Garum - Cucina Indipendente
"Dove la fermentazione diventa linguaggio
Piccolo, raccolto, volutamente defilato in Via Spallanzani: Garum si annuncia già dall'ingresso attraverso i vasi di fermentazione e macerazione esposti come manifesto programmatico. Gli arredi riposanti e la musica a basso volume costruiscono un'intimità che non scivola mai nel manierismo.

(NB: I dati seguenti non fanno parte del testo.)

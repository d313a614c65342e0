use std::{fs, path::PathBuf};

use anyhow::{bail, Context, Result};
use clap::{Parser, Subcommand};
use tracing::info;
use tracing_subscriber::{fmt, layer::SubscriberExt, EnvFilter, Registry};
use zk_circuit_pipeline::{
    bin_loader::save_bytes,
    deploy::DeploymentManifest,
    export::TargetPlatform,
    scalar, Argument, CircuitCatalog, CompileOptions, Pipeline, PipelineConfig, ProofSystem,
};

#[derive(Parser)]
#[command(version, about, long_about = None)]
struct Cli {
    /// TOML pipeline configuration
    #[arg(long, global = true)]
    config: Option<PathBuf>,

    /// Overrides the configured proof system
    #[arg(long, global = true)]
    proof_system: Option<ProofSystem>,

    #[command(subcommand)]
    command: Command,
}

#[derive(Subcommand)]
enum Command {
    /// Lists the built-in circuit variants
    List,

    /// Compiles a circuit and prints its size
    Compile {
        name: String,
        /// Persists the compiled artifact
        #[arg(long, short = 'o')]
        out: Option<PathBuf>,
        /// Replaces an artifact with different provenance
        #[arg(long)]
        overwrite: bool,
    },

    /// Runs compile, witness, setup, prove and verify
    Prove {
        name: String,
        /// Argument in declaration order; arrays are comma separated
        #[arg(long = "arg", value_name = "VALUE", allow_hyphen_values = true)]
        args: Vec<String>,
        /// Writes the encoded proof
        #[arg(long)]
        proof_out: Option<PathBuf>,
    },

    /// Exports direct and wrapped verifiers plus a deployment manifest
    Export {
        /// Variants to export; all of them when empty
        names: Vec<String>,
        #[arg(long, short = 'd', default_value = "verifiers")]
        dir: PathBuf,
        #[arg(long, default_value = "solidity")]
        target: TargetPlatform,
    },
}

fn init_tracing() {
    let filter = EnvFilter::try_from_default_env().unwrap_or_else(|_| EnvFilter::new("info"));
    let subscriber = Registry::default()
        .with(filter)
        .with(fmt::layer().with_target(false));
    if tracing::subscriber::set_global_default(subscriber).is_err() {
        eprintln!("a tracing subscriber is already installed");
    }
}

fn parse_argument(raw: &str) -> Argument {
    let trimmed = raw.trim();
    let inner = trimmed
        .strip_prefix('[')
        .and_then(|rest| rest.strip_suffix(']'));
    match inner {
        Some(list) => Argument::array(list.split(',').map(str::trim).filter(|v| !v.is_empty())),
        None if trimmed.contains(',') => Argument::array(trimmed.split(',').map(str::trim)),
        None => Argument::from(trimmed),
    }
}

fn main() -> Result<()> {
    init_tracing();
    let cli = Cli::parse();

    let mut config = match &cli.config {
        Some(path) => PipelineConfig::load(path)
            .with_context(|| format!("loading {}", path.display()))?,
        None => PipelineConfig::default(),
    };
    if let Some(proof_system) = cli.proof_system {
        config.proof_system = proof_system;
    }
    let pipeline = Pipeline::new(config)?;
    let catalog = CircuitCatalog::builtin();

    match cli.command {
        Command::List => {
            for definition in catalog.iter() {
                println!(
                    "{:<38} {:<40} {}",
                    definition.name, definition.contract_name, definition.signature
                );
            }
        }
        Command::Compile {
            name,
            out,
            overwrite,
        } => {
            let definition = catalog.get(&name)?;
            let options = CompileOptions {
                output_location: out,
                overwrite,
                ..Default::default()
            };
            let artifact = pipeline.compile(&definition, &options)?;
            let metadata = &artifact.metadata;
            println!("artifact     {}", artifact.id());
            println!("proof system {}", artifact.provenance.proof_system);
            println!("constraints  {}", metadata.num_constraints);
            println!("variables    {}", metadata.num_variables);
            println!("public       {}", metadata.num_public_inputs);
            println!("private      {}", metadata.num_private_arguments);
            println!("non-zero     {}", metadata.num_non_zero_entries);
        }
        Command::Prove {
            name,
            args,
            proof_out,
        } => {
            let definition = catalog.get(&name)?;
            let arguments: Vec<Argument> = args.iter().map(|raw| parse_argument(raw)).collect();
            let run = pipeline.run(&definition, &arguments)?;
            let outputs: Vec<String> = run.outputs().iter().map(scalar::to_decimal).collect();
            println!("outputs  [{}]", outputs.join(", "));
            println!("key      {}", run.keys.key_id());
            println!("verified {}", run.verified);
            if let Some(path) = proof_out {
                let bytes = run.proof.to_bytes()?;
                save_bytes(&bytes, &path)?;
                info!(path = %path.display(), size = bytes.len(), "proof written");
            }
            if !run.verified {
                bail!("proof for `{name}` did not verify");
            }
        }
        Command::Export { names, dir, target } => {
            let definitions = if names.is_empty() {
                catalog.iter().cloned().collect::<Vec<_>>()
            } else {
                names
                    .iter()
                    .map(|name| catalog.get(name))
                    .collect::<Result<Vec<_>, _>>()?
            };
            fs::create_dir_all(&dir).with_context(|| format!("creating {}", dir.display()))?;

            let mut manifest = DeploymentManifest::default();
            for definition in definitions {
                let artifact = pipeline.compile(&definition, &CompileOptions::default())?;
                let keys = pipeline.setup(&artifact)?;
                let unit = pipeline.deployment_unit(&artifact, &keys, target)?;
                for verifier in [&unit.direct, &unit.wrapped] {
                    let path = dir.join(verifier.file_name());
                    save_bytes(verifier.source.as_bytes(), &path)?;
                    println!("{}", path.display());
                }
                manifest.units.push(unit);
            }
            let path = dir.join("deployment.json");
            save_bytes(manifest.to_json()?.as_bytes(), &path)?;
            println!("{}", path.display());
        }
    }
    Ok(())
}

In cucina, la coerenza è disarmante. La tempura di pagro e friggitelli ha una leggerezza strutturale rara; il gyoza di anatra bilancia umami e grassezza con misura; il raviolo di camembert di anacardi dimostra che il plant-based può avere spessore reale. Il pesce marinato alla brace e il gunkan di dentice confermano una mano sicura sul mare. Il burro montato con formaggio di mandorle e umeboshi e la focaccia calda con kombucha in apertura preparano il palato con intelligenza. Per chi vuole contestualizzare questa proposta, vale la pena esplorare altre interpretazioni modenesi del pesce per misurarne la distanza.
Il servizio, guidato dallo chef Luca e dal sommelier Giancarlo, è preparato e narrativo. Il parcheggio è ostico: meglio arrivarci a piedi o in bici. Menù degustazione da 5 portate consigliato per un primo approccio."